I rifiuti venivano conferiti, senza alcun titolo e in maniera non tracciata, presso dei centri raccolta del capoluogo pontino. E’ stato  disposto il sequestro preventivo delle quote societarie e dei complessi aziendali di tre società che gestivano i centri raccolta di Latina Le quattro persone arrestate sono state poste ai domiciliari.

“Questa mattina è stata data esecuzione ad un’ordinanza di applicazione di misure personali e reali, emessa dal GIP del Tribunale di Roma su richiesta della Procura di Roma – Direzione Distrettuale Antimafia – all’esito di un’attività di indagine che ha riguardato un ingente traffico illecito di rifiuti speciali e non, che, raccolti in violazione della normativa di settore da una serie di soggetti nei territori delle province di Roma e Latina, venivano poi conferiti senza alcun titolo e in maniera non tracciata presso dei centri raccolta del capoluogo pontino.

I reati contestati sono quelli di associazione organizzata per il traffico illecito di rifiuti (art. 452 quaterdecies CP), di gestione di rifiuti non autorizzata (art. 256 comma 1 lett. a e b del d.lgs 152/2006), di violazione degli obblighi di comunicazione, di tenuta dei registri obbligatori e dei formulari (art. 258 comma 4 del d.lgs 152/2006), di riciclaggio (648 bis CP).

Sulla scorta dei gravi indizi di colpevolezza raccolti, il Giudice ha disposto gli arresti domiciliari nei confronti di quattro soggetti, il sequestro preventivo delle quote societarie e dei complessi aziendali di tre distinte società che gestivano centri raccolta a Latina – affidati ad un amministratore giudiziario – nonché il sequestro preventivo di una cinquantina di automezzi impiegati per la raccolta, il trasporto e l’illecito conferimento dei rifiuti.

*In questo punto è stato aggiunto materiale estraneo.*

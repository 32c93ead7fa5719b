//! Application core: event loop, screen management, action dispatch.

use std::collections::HashMap;
use std::sync::Arc;
use std::time::{Duration, Instant};

use chrono::Utc;
use color_eyre::eyre::Result;
use crossterm::event::{KeyCode, KeyEvent, KeyModifiers};
use ratatui::{
    Frame,
    layout::{Constraint, Layout, Rect},
    style::{Modifier, Style},
    text::{Line, Span},
    widgets::{Block, BorderType, Borders, Clear, Paragraph, Tabs, Wrap},
};
use tokio::sync::mpsc;
use tokio_util::sync::CancellationToken;
use tracing::{debug, info, warn};

use binwatch_core::{CoreError, ManualAction, Monitor, PollerState, Snapshot};

use crate::action::{Action, ConfirmAction, StatusLevel, StatusMessage};
use crate::component::Component;
use crate::event::{Event, EventReader};
use crate::screen::ScreenId;
use crate::screens::create_screens;
use crate::theme;
use crate::tui::Tui;
use crate::widgets::time_fmt::fmt_age;

const TICK_RATE: Duration = Duration::from_millis(250);
const FRAME_RATE: Duration = Duration::from_millis(33);
const STATUS_TTL: Duration = Duration::from_secs(5);
/// How long to wait for the monitor timer to stop on quit.
const SHUTDOWN_GRACE: Duration = Duration::from_secs(2);

/// Top-level application state and event loop.
pub struct App {
    active_screen: ScreenId,
    screens: HashMap<ScreenId, Box<dyn Component>>,
    running: bool,
    help_visible: bool,
    /// Components and spawned tasks dispatch through this.
    action_tx: mpsc::UnboundedSender<Action>,
    action_rx: mpsc::UnboundedReceiver<Action>,
    monitor: Monitor,
    /// Cancels the data bridge and the input reader.
    data_cancel: CancellationToken,
    /// Latest snapshot, `None` until the first good poll.
    snapshot: Option<Arc<Snapshot>>,
    poller_state: PollerState,
    /// Set by a failed poll, cleared by the next successful one.
    last_poll_error: Option<String>,
    /// Blocks other input while shown.
    pending_confirm: Option<ConfirmAction>,
    status: Option<(StatusMessage, Instant)>,
}
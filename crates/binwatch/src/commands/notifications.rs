//! Notification command handlers.

use serde::Serialize;
use tabled::Tabled;

use binwatch_core::{EntityId, Monitor, Notification};

use crate::cli::{GlobalOpts, NotificationsArgs, NotificationsCommand};
use crate::error::CliError;
use crate::output::{self, Painter};

use super::util;

#[derive(Tabled)]
struct NotificationRow {
    #[tabled(rename = "")]
    unread: String,
    #[tabled(rename = "ID")]
    id: String,
    #[tabled(rename = "Priority")]
    priority: String,
    #[tabled(rename = "Type")]
    kind: String,
    #[tabled(rename = "Bin")]
    bin: String,
    #[tabled(rename = "Message")]
    message: String,
    #[tabled(rename = "Time")]
    time: String,
}

fn row(n: &Notification, painter: Painter) -> NotificationRow {
    NotificationRow {
        unread: if n.is_read { String::new() } else { "●".into() },
        id: n.id.to_string(),
        priority: painter.priority(n.priority, &n.priority.to_string()),
        kind: n.kind.to_string(),
        bin: n.dustbin_name.clone(),
        message: n.message.clone(),
        time: util::timestamp(&n.timestamp),
    }
}

#[derive(Serialize)]
struct ReadAck {
    id: String,
    is_read: bool,
}

pub async fn handle(
    monitor: &Monitor,
    args: NotificationsArgs,
    global: &GlobalOpts,
) -> Result<(), CliError> {
    let painter = Painter::new(&global.color_mode());

    let out = match args.command {
        NotificationsCommand::List { limit, unread } => {
            let mut notes = monitor.notifications(limit, unread).await?;
            // Stable, so backend order breaks timestamp ties.
            notes.sort_by(|a, b| b.timestamp.cmp(&a.timestamp));
            output::render_list(
                &global.format(),
                &notes,
                |n| row(n, painter),
                |n| n.id.to_string(),
            )?
        }
        NotificationsCommand::Read { id } => {
            monitor
                .mark_read(&EntityId::from(id.as_str()))
                .await
                .map_err(|e| CliError::not_found_or(e, "notification", &id, "notifications list"))?;
            let ack = ReadAck { id, is_read: true };
            output::render_single(
                &global.format(),
                &ack,
                |a| format!("Marked notification {} as read", a.id),
                |a| a.id.clone(),
            )?
        }
    };

    output::print_output(&out, global.quiet);
    Ok(())
}
// ── Poll/action single-flight state ──
//
// One state tag shared by the periodic timer, manual refreshes and the
// demo actions. Starting any backend round-trip is a compare-and-set from
// `Idle`; whoever wins holds a `FlightGuard` that puts the tag back to
// `Idle` when dropped, including on early return or cancellation.

use std::fmt;

use strum::Display;
use tokio::sync::watch;

/// User-triggered operations that write to the backend.
#[derive(Debug, Clone, Copy, PartialEq, Eq, Hash, Display)]
#[strum(serialize_all = "kebab-case")]
pub enum ManualAction {
    ResetDemoData,
    SimulateUpdate,
    MarkRead,
}

/// What the poller is doing right now.
#[derive(Debug, Clone, Copy, PartialEq, Eq, Default)]
pub enum PollerState {
    #[default]
    Idle,
    Polling,
    Acting(ManualAction),
}

impl PollerState {
    pub fn is_idle(self) -> bool {
        matches!(self, Self::Idle)
    }
}

impl fmt::Display for PollerState {
    fn fmt(&self, f: &mut fmt::Formatter<'_>) -> fmt::Result {
        match self {
            Self::Idle => f.write_str("idle"),
            Self::Polling => f.write_str("polling"),
            Self::Acting(action) => write!(f, "acting: {action}"),
        }
    }
}

/// Single-flight gate for backend round-trips.
#[derive(Debug)]
pub struct Poller {
    state: watch::Sender<PollerState>,
}

impl Poller {
    pub fn new() -> Self {
        let (state, _) = watch::channel(PollerState::Idle);
        Self { state }
    }

    pub fn state(&self) -> PollerState {
        *self.state.borrow()
    }

    pub fn subscribe(&self) -> watch::Receiver<PollerState> {
        self.state.subscribe()
    }

    /// Leave `Idle` for `next`, or return `None` if something else is in
    /// flight.
    pub fn try_begin(&self, next: PollerState) -> Option<FlightGuard<'_>> {
        let acquired = self.state.send_if_modified(|state| {
            if state.is_idle() && !next.is_idle() {
                *state = next;
                true
            } else {
                false
            }
        });
        acquired.then_some(FlightGuard { poller: self })
    }

    /// Wait for `Idle`, then leave it for `next`.
    ///
    /// Used for refreshes that must follow a completed write: the refresh
    /// is never dropped, only queued behind whatever is in flight.
    pub async fn begin_when_idle(&self, next: PollerState) -> FlightGuard<'_> {
        let mut rx = self.state.subscribe();
        loop {
            if let Some(guard) = self.try_begin(next) {
                return guard;
            }
            // The sender lives in `self`, so this cannot observe a closed channel.
            let _ = rx.wait_for(|s| s.is_idle()).await;
        }
    }
}

impl Default for Poller {
    fn default() -> Self {
        Self::new()
    }
}

/// Proof of holding the in-flight slot. Dropping it returns to `Idle`.
#[derive(Debug)]
pub struct FlightGuard<'a> {
    poller: &'a Poller,
}

impl FlightGuard<'_> {
    /// Move to another non-idle state without releasing the slot
    /// (e.g. `Acting` → `Polling` once a write has committed).
    pub fn advance(&self, next: PollerState) {
        if !next.is_idle() {
            self.poller.state.send_replace(next);
        }
    }
}

impl Drop for FlightGuard<'_> {
    fn drop(&mut self) {
        self.poller.state.send_replace(PollerState::Idle);
    }
}
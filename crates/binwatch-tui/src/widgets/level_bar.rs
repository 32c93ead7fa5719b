//! Percentage bars for fill and battery readings.

use ratatui::style::{Color, Style};
use ratatui::text::Span;

use binwatch_core::clamp_percent;

use crate::theme;

/// Number of filled cells for `value` in a bar `width` cells wide.
/// The value is clamped to 0..=100 first; the reading itself is untouched.
#[allow(
    clippy::cast_possible_truncation,
    clippy::cast_sign_loss,
    clippy::as_conversions
)]
pub fn filled_cells(value: f64, width: u16) -> u16 {
    let cells = (clamp_percent(value) / 100.0 * f64::from(width)).round() as u16;
    cells.min(width)
}

/// `████░░░░  42%` as styled spans.
pub fn level_bar(value: f64, width: u16, color: Color) -> Vec<Span<'static>> {
    let filled = filled_cells(value, width);
    vec![
        Span::styled(
            "█".repeat(usize::from(filled)),
            Style::default().fg(color),
        ),
        Span::styled(
            "░".repeat(usize::from(width - filled)),
            Style::default().fg(theme::BORDER_GRAY),
        ),
        Span::styled(
            format!(" {:>3.0}%", clamp_percent(value)),
            Style::default().fg(color),
        ),
    ]
}

#[cfg(test)]
mod tests {
    use super::*;

    #[test]
    fn bars_clamp_for_display() {
        assert_eq!(filled_cells(150.0, 10), 10);
        assert_eq!(filled_cells(-20.0, 10), 0);
        assert_eq!(filled_cells(f64::NAN, 10), 0);
        assert_eq!(filled_cells(44.0, 10), 4);
        assert_eq!(filled_cells(45.0, 10), 5);
    }

    #[test]
    fn label_shows_clamped_percentage() {
        let spans = level_bar(123.4, 4, theme::ERROR);
        assert_eq!(spans[0].content, "████");
        assert_eq!(spans[1].content, "");
        assert_eq!(spans[2].content, " 100%");
    }
}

L’indagine, avviata nel 2021, è stata condotta in collaborazione dai Carabinieri del Comando Provinciale di Roma e dei Gruppi Forestali di Roma e Latina, nonché dagli agenti della Polizia Locale e Metropolitana di Roma Capitale. Il traffico di rifiuti accertato e ricostruito, contestato a vario titolo complessivamente a 73 persone, ha riguardato oltre 540 tonnellate di rifiuti speciali pericolosi – in particolare batterie al piombo - e 5.500 tonnellate di rifiuti ferrosi e metallici”.